Tuesday, 27 October 2015

Businesses are increasingly falling prey to a clever
email-based fraud that does not use sophisticated
hacking techniques. Take a few simple steps to
increase your company’s security, and if money is
stolen you may be able to recover it if you act
quickly.

How The Fraud Works
People envision computer crime as either highly
technical hacking or unsophisticated email come-ons
like the infamous Nigerian money scam emails. But
an increasingly common kind of fraud lies in
between, and relies on clever deceptions, “social
engineering” and careful use of publicly available
information that companies readily publish on their
websites. This kind of fraud depends on use of a real
email address that is deceptively similar to one that
would be used by the target company or its
legitimate suppliers to trigger a kind of “fictitious
payee” scam. The target company is tricked into
sending funds by wire transfer to a bank account
under the fraudsters’ control. This bank account is
often in Hong Kong, and the timeframe for
intercepting and recovering funds that have been
stolen in this way is very short.
Three Basic Elements To The Scam
1. Fraudsters secure an internet domain name that
is visually very similar to the domain name of the
target company or of the target’s real suppliers.

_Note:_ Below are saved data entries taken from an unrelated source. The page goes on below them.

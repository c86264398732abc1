//! Heuristic recommendation pipeline for one risk sheet.
//!
//! insight extraction → three factor analyzers → overall assessment and
//! questionnaire gaps. Pure and deterministic: identical inputs always give
//! identical output.

use serde::{Deserialize, Serialize};

use crate::errors::AppError;
use crate::models::evaluation::{Evaluation, SecurityLevel};
use crate::models::risk::RiskContext;
use crate::services::assessment::{self, OverallAssessment};
use crate::services::factors::{self, FactorRecommendation, FactorTable};
use crate::services::insights;
use crate::services::questionnaire::{self, QuestionnaireRecommendation};
use crate::services::risk_score;

/// Which engine produced a set of recommendations.
#[derive(Debug, Clone, Copy, Default, PartialEq, Eq, Serialize, Deserialize)]
#[serde(rename_all = "snake_case")]
pub enum AnalysisSource {
    #[default]
    Heuristic,
    Remote,
}

/// Evidence volume behind a set of recommendations.
#[derive(Debug, Clone, Serialize, Deserialize, PartialEq)]
pub struct EvaluationBasis {
    pub evaluation_count: usize,
    pub total_responses: usize,
    pub negative_responses: usize,
    pub security_level: SecurityLevel,
}

/// Factor estimates, synthesis and questionnaire gaps for one risk.
#[derive(Debug, Clone, Serialize, Deserialize, PartialEq)]
pub struct RiskRecommendations {
    pub probability: FactorRecommendation,
    pub vulnerability: FactorRecommendation,
    pub impact: FactorRecommendation,
    pub overall_assessment: OverallAssessment,
    pub based_on_evaluations: EvaluationBasis,
    pub questionnaire_recommendations: Vec<QuestionnaireRecommendation>,
    #[serde(default)]
    pub source: AnalysisSource,
}

impl RiskRecommendations {
    /// Check factor ranges, confidence bounds, non-empty evidence and that the
    /// composite score and priority agree with the three factors.
    ///
    /// Heuristic output always passes; remote payloads are checked before use.
    pub fn validate(&self) -> Result<(), AppError> {
        check_factor("probability", &self.probability, &factors::probability::TABLE)?;
        check_factor(
            "vulnerability",
            &self.vulnerability,
            &factors::vulnerability::TABLE,
        )?;
        check_factor("impact", &self.impact, &factors::impact::TABLE)?;

        let expected = u32::from(self.probability.score)
            * u32::from(self.vulnerability.score)
            * u32::from(self.impact.score);
        let assessment = &self.overall_assessment;
        if assessment.composite_score != expected {
            return Err(AppError::Validation(format!(
                "composite score {} does not match factor product {expected}",
                assessment.composite_score
            )));
        }
        let priority = risk_score::score_to_priority(expected);
        if assessment.priority != priority {
            return Err(AppError::Validation(format!(
                "priority {:?} does not match composite score {expected} ({priority:?})",
                assessment.priority
            )));
        }
        Ok(())
    }
}

fn check_factor(
    name: &str,
    factor: &FactorRecommendation,
    table: &FactorTable,
) -> Result<(), AppError> {
    if !table.range.contains(&factor.score) {
        return Err(AppError::Validation(format!(
            "{name} score {} outside {}..={}",
            factor.score,
            table.range.start(),
            table.range.end()
        )));
    }
    if !(0.0..=1.0).contains(&factor.confidence) {
        return Err(AppError::Validation(format!(
            "{name} confidence {} outside [0, 1]",
            factor.confidence
        )));
    }
    if factor.positive_points.is_empty() || factor.negative_points.is_empty() {
        return Err(AppError::Validation(format!(
            "{name} recommendation is missing evidence points"
        )));
    }
    Ok(())
}

/// Run the heuristic pipeline.
pub fn recommend(context: &RiskContext, evaluations: &[Evaluation]) -> RiskRecommendations {
    let tally = insights::extract(evaluations);

    let probability = factors::probability::recommend(context, &tally);
    let vulnerability = factors::vulnerability::recommend(context, &tally);
    let impact = factors::impact::recommend(context, &tally);

    let overall_assessment =
        assessment::compose(context, &probability, &vulnerability, &impact, &tally);
    let questionnaire_recommendations = questionnaire::recommend(context, &tally);

    tracing::debug!(
        target_name = %context.target,
        probability = probability.score,
        vulnerability = vulnerability.score,
        impact = impact.score,
        composite = overall_assessment.composite_score,
        "Computed heuristic risk recommendations"
    );

    RiskRecommendations {
        probability,
        vulnerability,
        impact,
        overall_assessment,
        based_on_evaluations: EvaluationBasis {
            evaluation_count: evaluations.len(),
            total_responses: tally.total_responses,
            negative_responses: tally.negative_responses,
            security_level: tally.security_level,
        },
        questionnaire_recommendations,
        source: AnalysisSource::Heuristic,
    }
}

#[cfg(test)]
mod tests {
    use super::*;
    use crate::models::evaluation::EvaluationAnswer;
    use crate::services::risk_score::PriorityLevel;

    fn scenario_d_evaluation() -> Evaluation {
        Evaluation {
            id: None,
            responses: vec![
                EvaluationAnswer::boolean("Le contrôle d'accès est-il assuré par badge ?", false),
                EvaluationAnswer::boolean("Les accès de service sont-ils verrouillés ?", false),
                EvaluationAnswer::boolean("Les accès visiteurs sont-ils tracés ?", false),
                EvaluationAnswer::boolean("La clôture est-elle continue ?", false),
                EvaluationAnswer::boolean("La clôture est-elle en bon état ?", false),
                EvaluationAnswer::boolean("Une formation sûreté est-elle dispensée ?", false),
                EvaluationAnswer::boolean("La formation est-elle renouvelée ?", false),
                EvaluationAnswer::boolean(
                    "Une formation des nouveaux arrivants existe-t-elle ?",
                    false,
                ),
                EvaluationAnswer::boolean("Les extincteurs sont-ils vérifiés ?", true),
                EvaluationAnswer::boolean("Le registre des entrées est-il tenu ?", true),
            ],
        }
    }

    #[test]
    fn weak_site_scenario() {
        let context = RiskContext::new("Entrepôt logistique", "Intrusion et vol de matériel");
        let result = recommend(&context, &[scenario_d_evaluation()]);

        assert_eq!(result.based_on_evaluations.security_level, SecurityLevel::Low);
        assert_eq!(result.based_on_evaluations.total_responses, 10);
        assert_eq!(result.based_on_evaluations.negative_responses, 8);
        assert!(result.probability.score >= 2);

        let cited = [
            "Le contrôle d'accès est-il assuré par badge ?",
            "La clôture est-elle continue ?",
            "Une formation sûreté est-elle dispensée ?",
        ];
        assert!(result
            .probability
            .negative_points
            .iter()
            .any(|point| cited.iter().any(|question| point.contains(question))));
        assert!(result.validate().is_ok());
    }

    #[test]
    fn empty_evaluations_still_produce_evidence() {
        let context = RiskContext::new("Parking", "Vandalisme");
        let result = recommend(&context, &[]);

        for factor in [&result.probability, &result.vulnerability, &result.impact] {
            assert!(!factor.positive_points.is_empty());
            assert!(!factor.negative_points.is_empty());
        }
        assert_eq!(result.based_on_evaluations.evaluation_count, 0);
        assert_eq!(result.overall_assessment.composite_score, 2 * 2 * 3);
        assert!(result.validate().is_ok());
    }

    #[test]
    fn composite_matches_factor_product() {
        let context = RiskContext::new("Salle serveur", "Intrusion");
        let result = recommend(&context, &[scenario_d_evaluation()]);

        let product = u32::from(result.probability.score)
            * u32::from(result.vulnerability.score)
            * u32::from(result.impact.score);
        assert_eq!(result.overall_assessment.composite_score, product);
    }

    #[test]
    fn pipeline_is_idempotent() {
        let context = RiskContext::new("Salle serveur", "Intrusion");
        let evaluations = [scenario_d_evaluation()];

        let first = serde_json::to_string(&recommend(&context, &evaluations)).unwrap();
        let second = serde_json::to_string(&recommend(&context, &evaluations)).unwrap();
        assert_eq!(first, second);
    }

    #[test]
    fn validate_rejects_out_of_range_and_missing_evidence() {
        let context = RiskContext::new("Site", "Vol");
        let mut result = recommend(&context, &[]);
        result.impact.score = 6;
        assert!(matches!(result.validate(), Err(AppError::Validation(_))));

        let mut result = recommend(&context, &[]);
        result.vulnerability.negative_points.clear();
        assert!(matches!(result.validate(), Err(AppError::Validation(_))));
    }

    #[test]
    fn validate_rejects_inconsistent_composite() {
        let context = RiskContext::new("Parking", "Vandalisme");
        let mut result = recommend(&context, &[]);
        result.overall_assessment.composite_score += 1;
        assert!(matches!(result.validate(), Err(AppError::Validation(_))));

        let mut result = recommend(&context, &[]);
        // Default factors 2 × 2 × 3 = 12 fall in the LOW band.
        result.overall_assessment.priority = PriorityLevel::Critical;
        assert!(matches!(result.validate(), Err(AppError::Validation(_))));
    }

    #[test]
    fn source_defaults_to_heuristic_when_absent() {
        let context = RiskContext::new("Site", "Vol");
        let mut json = serde_json::to_value(recommend(&context, &[])).unwrap();
        json.as_object_mut().unwrap().remove("source");

        let decoded: RiskRecommendations = serde_json::from_value(json).unwrap();
        assert_eq!(decoded.source, AnalysisSource::Heuristic);
    }
}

For instance, if the target company is named
USA101, Inc. and its domain is www.usa101.com,
the fraudsters will secure registration of
www.usa1001.com.
2. Scammers will research publicly available
information about the target company looking for
the names of senior financial officers and
employees, especially chief financial officers and
comptrollers.
3. Fraudsters will use what hackers call “social
engineering” to secure the name and legitimate
email address of a target company employee who
is responsible for making large wire transfers.
This last is usually done with one or two simple
telephone calls: “Hi, I’m Fred Jones from ABC
Bank. I need to send an email to whoever just
sent us a wire transfer for $625,000. Can you give
me that person’s name and email address?” It is
fairly common that fraudsters can secure a name
and email address over the phone in this way with
very few attempts.
With that last piece of information, the fraudsters
have two vital parts of the scam: the name and email
address of a person who is authorized to initiate
wire-transfers, and the format of legitimate
company email addresses. If the name of the person
with wire transfer authority is Sandy Smith and her
email address in our example is
SSmith@usa101.com, and they learn from the
company’s website that the CFO’s name is Roger
Black, they will know that the CFO’s legitimate email
address will very likely be RBlack@usa101.com.
Putting all these pieces together can take
experienced fraudsters just a few hours of work.
The next step in the scam is sending an email that
purports to be from the company’s CFO to the
person authorized to send wire transfer instructions,
but using the deceptive domain name. In this
example, the “From” line of the email will appear as
“From: Roger Black <RBlack@usa1001.com>.” Notice
the extra zero in this email address? Unless you
were forewarned, you’d be very likely not to notice
it. Instead, when Sandy Smith receives an email from
RBlack@usa1001.com telling her to immediately
send a wire transfer to a particular bank account
(accompanied by a plausible explanation for why the
funds should be transferred, often with legitimate-
looking invoices attached), she may well do it.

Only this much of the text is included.